• **Goal of the exercise**: Each line from the one containing "impl<W: Write> RedactingWriter<W>" to the end of the records should be copied exactly, and no other line.

• **Source information**:
== Segment start ==
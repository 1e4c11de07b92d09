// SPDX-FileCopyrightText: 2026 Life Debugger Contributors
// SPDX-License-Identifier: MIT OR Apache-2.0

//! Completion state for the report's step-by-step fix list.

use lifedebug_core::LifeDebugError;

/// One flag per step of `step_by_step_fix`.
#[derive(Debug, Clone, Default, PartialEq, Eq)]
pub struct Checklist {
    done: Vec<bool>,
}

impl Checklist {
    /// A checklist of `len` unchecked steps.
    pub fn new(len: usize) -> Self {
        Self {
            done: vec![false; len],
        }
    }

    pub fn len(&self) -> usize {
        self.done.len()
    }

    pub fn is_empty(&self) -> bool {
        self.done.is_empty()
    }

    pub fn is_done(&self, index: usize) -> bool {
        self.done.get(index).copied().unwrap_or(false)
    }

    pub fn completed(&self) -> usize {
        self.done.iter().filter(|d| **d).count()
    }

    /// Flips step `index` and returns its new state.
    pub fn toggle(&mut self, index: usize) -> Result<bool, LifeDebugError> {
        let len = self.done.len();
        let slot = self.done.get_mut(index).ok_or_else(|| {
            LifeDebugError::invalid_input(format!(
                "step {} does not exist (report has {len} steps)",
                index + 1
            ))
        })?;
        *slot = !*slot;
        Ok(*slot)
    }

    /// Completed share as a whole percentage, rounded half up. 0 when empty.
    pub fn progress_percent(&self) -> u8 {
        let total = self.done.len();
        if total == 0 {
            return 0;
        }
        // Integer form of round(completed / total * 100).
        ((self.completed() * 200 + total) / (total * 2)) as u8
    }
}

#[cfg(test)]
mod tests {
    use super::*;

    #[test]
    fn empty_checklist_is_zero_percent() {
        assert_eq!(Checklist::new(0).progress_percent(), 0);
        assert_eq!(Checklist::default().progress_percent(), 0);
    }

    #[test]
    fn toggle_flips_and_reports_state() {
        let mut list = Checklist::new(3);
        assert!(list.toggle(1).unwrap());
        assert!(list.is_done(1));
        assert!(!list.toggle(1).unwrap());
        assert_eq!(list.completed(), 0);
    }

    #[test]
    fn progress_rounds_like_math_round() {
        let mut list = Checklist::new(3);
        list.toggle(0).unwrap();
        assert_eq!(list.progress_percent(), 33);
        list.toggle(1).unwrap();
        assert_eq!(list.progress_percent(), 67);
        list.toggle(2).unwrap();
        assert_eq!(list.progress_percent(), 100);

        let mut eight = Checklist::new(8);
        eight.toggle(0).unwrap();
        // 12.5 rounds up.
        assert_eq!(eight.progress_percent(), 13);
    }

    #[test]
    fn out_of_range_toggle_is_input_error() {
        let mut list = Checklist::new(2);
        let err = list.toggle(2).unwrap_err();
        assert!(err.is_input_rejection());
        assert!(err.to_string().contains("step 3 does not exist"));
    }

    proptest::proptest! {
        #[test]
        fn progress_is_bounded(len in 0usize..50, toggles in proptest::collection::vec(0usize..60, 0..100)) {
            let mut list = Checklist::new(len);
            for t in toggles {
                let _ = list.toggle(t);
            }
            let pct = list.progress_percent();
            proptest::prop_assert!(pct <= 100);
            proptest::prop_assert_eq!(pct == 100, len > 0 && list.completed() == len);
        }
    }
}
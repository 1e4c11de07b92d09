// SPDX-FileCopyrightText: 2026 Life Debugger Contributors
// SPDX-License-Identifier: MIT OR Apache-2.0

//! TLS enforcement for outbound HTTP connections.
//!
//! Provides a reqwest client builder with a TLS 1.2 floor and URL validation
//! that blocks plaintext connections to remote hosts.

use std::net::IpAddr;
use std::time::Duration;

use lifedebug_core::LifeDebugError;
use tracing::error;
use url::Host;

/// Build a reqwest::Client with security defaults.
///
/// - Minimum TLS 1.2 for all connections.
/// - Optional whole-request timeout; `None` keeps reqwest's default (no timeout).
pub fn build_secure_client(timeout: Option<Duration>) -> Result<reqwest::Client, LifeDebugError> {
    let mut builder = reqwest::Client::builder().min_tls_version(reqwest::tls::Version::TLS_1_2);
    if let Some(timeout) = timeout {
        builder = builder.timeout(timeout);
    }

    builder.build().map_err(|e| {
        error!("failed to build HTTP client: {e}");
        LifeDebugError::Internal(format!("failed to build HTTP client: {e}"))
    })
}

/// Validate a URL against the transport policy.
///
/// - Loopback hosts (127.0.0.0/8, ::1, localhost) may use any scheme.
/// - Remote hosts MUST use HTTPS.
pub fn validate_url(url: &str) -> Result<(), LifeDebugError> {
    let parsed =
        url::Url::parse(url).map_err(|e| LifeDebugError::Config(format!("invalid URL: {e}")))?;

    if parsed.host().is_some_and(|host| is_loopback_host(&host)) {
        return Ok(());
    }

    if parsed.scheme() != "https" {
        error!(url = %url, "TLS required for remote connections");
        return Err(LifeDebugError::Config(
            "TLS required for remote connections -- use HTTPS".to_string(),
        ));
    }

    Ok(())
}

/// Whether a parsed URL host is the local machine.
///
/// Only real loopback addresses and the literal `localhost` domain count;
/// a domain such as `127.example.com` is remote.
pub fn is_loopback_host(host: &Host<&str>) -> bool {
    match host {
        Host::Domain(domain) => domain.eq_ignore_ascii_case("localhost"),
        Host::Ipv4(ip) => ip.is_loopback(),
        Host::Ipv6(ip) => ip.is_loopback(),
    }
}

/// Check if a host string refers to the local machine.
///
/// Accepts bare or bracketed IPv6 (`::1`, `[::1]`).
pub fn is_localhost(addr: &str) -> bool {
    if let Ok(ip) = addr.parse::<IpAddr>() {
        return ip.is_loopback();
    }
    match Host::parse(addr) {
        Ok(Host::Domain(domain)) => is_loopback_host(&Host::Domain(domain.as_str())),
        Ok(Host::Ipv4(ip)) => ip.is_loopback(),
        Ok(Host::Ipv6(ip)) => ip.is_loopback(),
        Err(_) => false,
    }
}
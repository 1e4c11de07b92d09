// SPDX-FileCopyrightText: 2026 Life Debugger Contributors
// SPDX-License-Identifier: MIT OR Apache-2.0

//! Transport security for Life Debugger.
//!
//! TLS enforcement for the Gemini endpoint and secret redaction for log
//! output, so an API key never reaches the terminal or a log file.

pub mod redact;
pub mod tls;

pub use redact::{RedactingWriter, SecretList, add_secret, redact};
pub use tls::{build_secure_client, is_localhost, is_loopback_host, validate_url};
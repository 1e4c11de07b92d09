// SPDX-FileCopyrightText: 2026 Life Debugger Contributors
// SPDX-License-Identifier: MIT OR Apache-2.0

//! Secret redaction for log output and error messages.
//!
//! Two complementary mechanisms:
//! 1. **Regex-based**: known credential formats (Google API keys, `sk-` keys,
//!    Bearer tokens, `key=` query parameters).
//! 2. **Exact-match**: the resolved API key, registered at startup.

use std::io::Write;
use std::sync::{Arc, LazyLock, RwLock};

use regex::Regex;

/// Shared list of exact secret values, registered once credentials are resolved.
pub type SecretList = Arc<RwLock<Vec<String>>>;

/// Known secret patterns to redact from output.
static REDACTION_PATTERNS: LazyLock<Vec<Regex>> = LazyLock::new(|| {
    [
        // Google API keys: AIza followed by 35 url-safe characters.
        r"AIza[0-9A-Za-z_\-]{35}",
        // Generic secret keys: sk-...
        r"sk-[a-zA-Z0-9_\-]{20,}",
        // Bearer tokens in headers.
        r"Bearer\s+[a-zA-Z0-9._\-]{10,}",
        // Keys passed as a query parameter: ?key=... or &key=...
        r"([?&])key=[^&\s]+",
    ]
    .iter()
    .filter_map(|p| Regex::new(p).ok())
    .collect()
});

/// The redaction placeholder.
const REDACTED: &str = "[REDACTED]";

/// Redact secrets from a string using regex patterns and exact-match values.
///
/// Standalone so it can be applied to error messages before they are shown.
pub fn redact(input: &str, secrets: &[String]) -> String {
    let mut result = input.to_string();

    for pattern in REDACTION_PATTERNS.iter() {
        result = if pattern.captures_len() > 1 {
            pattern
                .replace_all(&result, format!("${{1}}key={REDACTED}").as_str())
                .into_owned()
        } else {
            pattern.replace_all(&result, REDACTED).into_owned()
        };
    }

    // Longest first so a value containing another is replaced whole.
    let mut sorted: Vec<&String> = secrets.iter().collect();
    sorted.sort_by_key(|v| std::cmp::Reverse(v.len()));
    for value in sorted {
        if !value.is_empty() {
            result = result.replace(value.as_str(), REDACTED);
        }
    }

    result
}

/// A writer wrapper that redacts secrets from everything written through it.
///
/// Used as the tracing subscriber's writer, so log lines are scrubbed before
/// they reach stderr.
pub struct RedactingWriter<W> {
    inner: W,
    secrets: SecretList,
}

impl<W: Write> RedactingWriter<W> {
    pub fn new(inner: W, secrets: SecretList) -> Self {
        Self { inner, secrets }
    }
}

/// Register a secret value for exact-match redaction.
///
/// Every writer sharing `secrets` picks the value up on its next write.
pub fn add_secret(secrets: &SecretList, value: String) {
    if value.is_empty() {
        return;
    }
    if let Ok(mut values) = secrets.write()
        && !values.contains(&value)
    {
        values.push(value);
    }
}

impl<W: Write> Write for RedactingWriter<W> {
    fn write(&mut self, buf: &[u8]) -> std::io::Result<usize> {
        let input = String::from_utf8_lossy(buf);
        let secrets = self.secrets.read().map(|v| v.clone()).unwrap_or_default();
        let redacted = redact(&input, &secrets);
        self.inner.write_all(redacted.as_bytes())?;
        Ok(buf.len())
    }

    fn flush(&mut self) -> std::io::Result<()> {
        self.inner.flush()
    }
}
== Segment end ==
• **Reply to the exercise**:
impl<W: Write> RedactingWriter<W> {
    pub fn new(inner: W, secrets: SecretList) -> Self {
        Self { inner, secrets }
    }
}

/// Register a secret value for exact-match redaction.
///
/// Every writer sharing `secrets` picks the value up on its next write.
pub fn add_secret(secrets: &SecretList, value: String) {
    if value.is_empty() {
        return;
    }
    if let Ok(mut values) = secrets.write()
        && !values.contains(&value)
    {
        values.push(value);
    }
}

impl<W: Write> Write for RedactingWriter<W> {
    fn write(&mut self, buf: &[u8]) -> std::io::Result<usize> {
        let input = String::from_utf8_lossy(buf);
        let secrets = self.secrets.read().map(|v| v.clone()).unwrap_or_default();
        let redacted = redact(&input, &secrets);
        self.inner.write_all(redacted.as_bytes())?;
        Ok(buf.len())
    }

    fn flush(&mut self) -> std::io::Result<()> {
        self.inner.flush()
    }
}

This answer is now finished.